Los hoteles nos necesitan. Igual que nosotros necesitamos a los hoteles. Yo le invito a que se aloje en un hotel. También a que se aloje en esta columna, que tal vez no es de cinco estrellas pero sí podría ser un confortable lugar donde pasar el rato del café. A eso aspiramos los columnistas. Aspiramos a tenerle a usted, lector, acomodado en estas líneas un pequeño espacio de tiempo en el que se olvide del mundo o, mejor, se indigne con él.

Yo en los hoteles nunca me he indignado, más bien he vivido cosas estupendas, como una luna de miel, una despedida de soltero, la resaca tras la fiesta de un premio literario o el descanso de un viaje transoceánico. Mis hoteles favoritos están en Málaga, Torremolinos, Marbella, Conil, Madrid y Nueva York, sin olvidarme de mis muy frecuentados Bilbao y Madrid.

Yo he pasado mucho miedo en un hotel de Amsterdam y creí que me moría en uno de Budapest. He reído mucho en uno de Berlín y lo pasé de lujo con mis padres en unos cuantos de Londres. Me atracaron en un hostal infecto de Tesalónica y en Constanza, pedí una pizza a la habitación y me trajeron a una señora en bikini. En un hotel de Florencia nos metieron a seis en una habitación de dos. En Palermo me quedé tan prendado de la vista, el puerto, el caos y la trasplantada fealdad en un bello paisaje, que escribí allí mismo en una mañana siete folios que luego perdí en una cena en Taormina, que es donde uno debe alojarse cuando va a Sicilia, y no en Palermo, que está en el otro extremo de la isla y tienes además que conducir mucho para ver Agrigento.

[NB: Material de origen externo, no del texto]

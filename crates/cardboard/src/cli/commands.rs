//! # Command Dispatch
//!
//! `run` wires the process together:
//!
//! 1. **Parse** arguments with clap ([`super::setup`])
//! 2. **Configure**: load [`CardboardConfig`], then apply `--data-dir`
//! 3. **Log**: install a `tracing` subscriber on stderr
//! 4. **Dispatch** to one handler per subcommand, each a thin call into
//!    [`CardboardApi`] followed by rendering
//!
//! Partial batch failures are not errors: the handler prints what went
//! through and warns on stderr about the rest.

use super::learn;
use super::render;
use super::setup::{CardCommands, Cli, Commands, GroupCommands, SpaceCommands, TopicCommands};
use super::styles;
use anyhow::{bail, Context, Result};
use cardboardapp::commands::flashcards::NewFlashcard;
use cardboardapp::config::CardboardConfig;
use cardboardapp::model::StatusFilter;
use cardboardapp::store::memory::FileStore;
use cardboardapp::store::BatchReport;
use cardboardapp::CardboardApi;
use clap::Parser;
use serde::Serialize;
use std::io::Read;
use std::path::Path;
use tracing_subscriber::EnvFilter;

type Api = CardboardApi<FileStore>;

struct Ctx {
    api: Api,
    json: bool,
}

impl Ctx {
    /// Prints `value` as JSON under `--json`, otherwise the rendered text.
    fn emit<T: Serialize>(&self, value: &T, text: impl FnOnce() -> String) -> Result<()> {
        if self.json {
            println!("{}", serde_json::to_string_pretty(value)?);
        } else {
            print!("{}", text());
        }
        Ok(())
    }
}

pub fn run() -> Result<()> {
    let cli = Cli::parse();

    let mut config = match &cli.config {
        Some(path) => CardboardConfig::load_from(Some(path)),
        None => CardboardConfig::load(),
    }
    .context("loading configuration")?;
    if let Some(dir) = &cli.data_dir {
        config.data_dir = Some(dir.clone());
    }

    init_tracing(cli.verbose, &config.log_level);

    let root = config.resolve_data_dir()?;
    tracing::debug!(root = %root.display(), "opening store");
    let mut ctx = Ctx {
        api: CardboardApi::new(FileStore::open(root), config),
        json: cli.json,
    };

    match cli.command {
        Commands::Space { action } => handle_space(&mut ctx, action),
        Commands::Group { action } => handle_group(&mut ctx, action),
        Commands::Topic { action } => handle_topic(&mut ctx, action),
        Commands::Card { action } => handle_card(&mut ctx, action),
        Commands::Learn { topic, status } => {
            let stdin = std::io::stdin();
            let stdout = std::io::stdout();
            learn::run(
                &mut ctx.api,
                &topic,
                status.map(StatusFilter),
                &mut stdin.lock(),
                &mut stdout.lock(),
            )?;
            Ok(())
        }
    }
}

/// `RUST_LOG` wins; otherwise `--verbose` means debug, else the configured level.
fn init_tracing(verbose: bool, level: &str) {
    let filter = EnvFilter::try_from_default_env()
        .unwrap_or_else(|_| EnvFilter::new(if verbose { "debug" } else { level }));
    let _ = tracing_subscriber::fmt()
        .with_env_filter(filter)
        .with_writer(std::io::stderr)
        .with_target(false)
        .try_init();
}

fn warn_batch(report: &BatchReport) {
    let warnings = render::batch_warnings(report);
    if !warnings.is_empty() {
        eprint!("{}", warnings);
    }
}

fn done(message: &str) {
    println!("{}", styles::success().apply_to(message));
}

fn handle_space(ctx: &mut Ctx, action: SpaceCommands) -> Result<()> {
    match action {
        SpaceCommands::Add { name, group } => {
            let space = ctx.api.create_space(&name, &group)?;
            ctx.emit(&space, || {
                format!(
                    "{} {} ({})\n",
                    styles::success().apply_to("Created space"),
                    space.name,
                    space.id
                )
            })
        }
        SpaceCommands::List => {
            if ctx.json {
                return ctx.emit(&ctx.api.list_spaces()?, String::new);
            }
            print!("{}", render::space_groups(&ctx.api.grouped_spaces()?));
            Ok(())
        }
        SpaceCommands::Rename { id, name } => {
            ctx.api.rename_space(&id, &name)?;
            done("Space renamed");
            Ok(())
        }
        SpaceCommands::Group { id, group } => {
            ctx.api.set_space_group(&id, &group)?;
            done("Space moved");
            Ok(())
        }
        SpaceCommands::Reorder { ids } => {
            let report = ctx.api.reorder_spaces(&ids)?;
            warn_batch(&report);
            done("Spaces reordered");
            Ok(())
        }
        SpaceCommands::Rm { id } => {
            let report = ctx.api.delete_space(&id)?;
            ctx.emit(&report, || render::cascade(&report))
        }
    }
}

fn handle_group(ctx: &mut Ctx, action: GroupCommands) -> Result<()> {
    match action {
        GroupCommands::Rename { from, to } => {
            let report = ctx.api.rename_group(&from, &to)?;
            warn_batch(&report);
            done(&format!("Moved {} space(s)", report.succeeded.len()));
            Ok(())
        }
        GroupCommands::Rm { name } => {
            let report = ctx.api.delete_group(&name)?;
            ctx.emit(&report, || render::cascade(&report))
        }
    }
}

fn handle_topic(ctx: &mut Ctx, action: TopicCommands) -> Result<()> {
    match action {
        TopicCommands::Add {
            space,
            title,
            content,
            x,
            y,
        } => {
            let position = x.zip(y);
            let topic = ctx.api.create_topic(&space, &title, &content, position)?;
            ctx.emit(&topic, || {
                format!(
                    "{} {} ({})\n",
                    styles::success().apply_to("Created topic"),
                    topic.title,
                    topic.id
                )
            })
        }
        TopicCommands::List { space } => {
            ctx.api.get_space(&space)?;
            let topics = ctx.api.list_topics(&space)?;
            ctx.emit(&topics, || render::topic_list(&topics))
        }
        TopicCommands::Show { id } => {
            let loaded = ctx.api.load_topic(&id)?;
            warn_batch(&loaded.migration);
            ctx.emit(&loaded.topic, || {
                render::topic_detail(&loaded.topic, &loaded.cards)
            })
        }
        TopicCommands::Edit { id, title, content } => {
            if title.is_none() && content.is_none() {
                bail!("nothing to change: pass --title and/or --content");
            }
            let topic = ctx
                .api
                .update_topic(&id, title.as_deref(), content.as_deref())?;
            ctx.emit(&topic, || format!("{}\n", styles::success().apply_to("Topic updated")))
        }
        TopicCommands::Move { id, x, y } => {
            ctx.api.move_topic(&id, x, y)?;
            done("Topic moved");
            Ok(())
        }
        TopicCommands::Rm { id } => {
            let report = ctx.api.delete_topic(&id)?;
            ctx.emit(&report, || render::cascade(&report))
        }
    }
}

/// Converts a 1-based listing position to an index.
fn position(value: usize, name: &str) -> Result<usize> {
    match value.checked_sub(1) {
        Some(index) => Ok(index),
        None => bail!("{} positions start at 1", name),
    }
}

fn read_source(file: &Path) -> Result<String> {
    if file == Path::new("-") {
        let mut text = String::new();
        std::io::stdin()
            .read_to_string(&mut text)
            .context("reading stdin")?;
        return Ok(text);
    }
    std::fs::read_to_string(file).with_context(|| format!("reading {}", file.display()))
}

fn handle_card(ctx: &mut Ctx, action: CardCommands) -> Result<()> {
    match action {
        CardCommands::Add {
            topic,
            question,
            answer,
            bold,
            italic,
            color,
        } => {
            let mut card = NewFlashcard::plain(question, answer);
            card.is_bold = bold;
            card.is_italic = italic;
            if let Some(color) = color {
                card.text_color = color;
            }
            let change = ctx.api.create_flashcard(&topic, card)?;
            ctx.emit(&change.card, || {
                format!(
                    "{} {} ({})\n",
                    styles::success().apply_to("Added card"),
                    change.card.question,
                    change.card.id
                )
            })
        }
        CardCommands::List { topic, status } => {
            let cards = ctx.api.list_flashcards(&topic)?;
            let filter = status.map(StatusFilter);
            if ctx.json {
                let visible: Vec<_> = cards
                    .iter()
                    .filter(|c| filter.map_or(true, |f| f.matches(c)))
                    .collect();
                return ctx.emit(&visible, String::new);
            }
            print!("{}", render::card_list(&cards, filter));
            Ok(())
        }
        CardCommands::Edit {
            topic,
            card,
            question,
            answer,
            bold,
            italic,
            color,
        } => {
            let current = ctx
                .api
                .list_flashcards(&topic)?
                .into_iter()
                .find(|c| c.id == card)
                .with_context(|| format!("Flashcard not found: {}", card))?;

            // Replacing plain text drops the rich rendition of that side.
            let mut edited = NewFlashcard {
                question: current.question,
                question_html_content: current.question_html_content,
                answer: current.answer,
                html_content: current.html_content,
                is_bold: bold.unwrap_or(current.is_bold),
                is_italic: italic.unwrap_or(current.is_italic),
                text_color: color.unwrap_or(current.text_color),
            };
            if let Some(question) = question {
                edited.question = question;
                edited.question_html_content = None;
            }
            if let Some(answer) = answer {
                edited.answer = answer;
                edited.html_content = None;
            }
            let change = ctx.api.edit_flashcard(&topic, &card, edited)?;
            ctx.emit(&change.card, || format!("{}\n", styles::success().apply_to("Card updated")))
        }
        CardCommands::Rm { topic, card } => {
            let removal = ctx.api.delete_flashcard(&topic, &card)?;
            warn_batch(&removal.reorder.batch);
            done("Card deleted");
            Ok(())
        }
        CardCommands::Status {
            topic,
            card,
            status,
        } => {
            let change = ctx.api.set_card_status(&topic, &card, status)?;
            ctx.emit(&change.card, || {
                format!(
                    "{} {}, topic average {}\n",
                    styles::success().apply_to("Marked"),
                    styles::status(status).apply_to(status),
                    render::average_badge(Some(change.average))
                )
            })
        }
        CardCommands::Move {
            topic,
            from,
            to,
            status,
        } => {
            let from = position(from, "from")?;
            let to = position(to, "to")?;
            let filter = status.map(StatusFilter);
            let outcome = ctx.api.move_flashcard(&topic, filter, from, to)?;
            warn_batch(&outcome.batch);
            if ctx.json {
                return ctx.emit(&outcome.cards, String::new);
            }
            print!("{}", render::card_list(&outcome.cards, filter));
            Ok(())
        }
        CardCommands::Reorder { topic, ids } => {
            let outcome = ctx.api.reorder_flashcards(&topic, &ids)?;
            warn_batch(&outcome.batch);
            if ctx.json {
                return ctx.emit(&outcome.cards, String::new);
            }
            print!("{}", render::card_list(&outcome.cards, None));
            Ok(())
        }
        CardCommands::Import { topic, file } => {
            let text = read_source(&file)?;
            let outcome = ctx.api.import_flashcards_from_json(&topic, &text)?;
            if ctx.json {
                ctx.emit(&outcome.created, String::new)?;
            } else {
                print!("{}", render::import_summary(&outcome));
            }
            match outcome.error {
                Some(err) => Err(err).context("import stopped early"),
                None => Ok(()),
            }
        }
    }
}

Hay que ir a los hoteles. A dormir o a sus bares. Cuando una amistad se forja en un bar de hotel ya la amistad se queda para siempre, dado que es una amistad art decó o minimalista o de cóctel de media tarde, que espolea la sinceridad. O sea, es indestructible. Basada en lo extraordinario. Estoy deseando volver a Las Palmas y a Granada, a París y a Praga, en uno de cuyos hoteles ambienté una larga escena de una novela. Había un piano en ese hotel, piano con casi un siglo, que tocaron astrohúngaros, nazis, estalinistas, celebridades y músicos anónimos que fumaban en boquilla. Una pareja de músicos decidió, después de leer el libro, viajar a ese hotel y conocer el piano. Y me escribieron y vinieron a verme fascinados.

Yo no tuve ningún mérito, pero vendí un libro y logré huéspedes para ese hotel, que no necesita de nadie y en el que el tiempo parece haberse detenido. No porque sea cutre, sí por el hecho de ser de estilo entreguerras.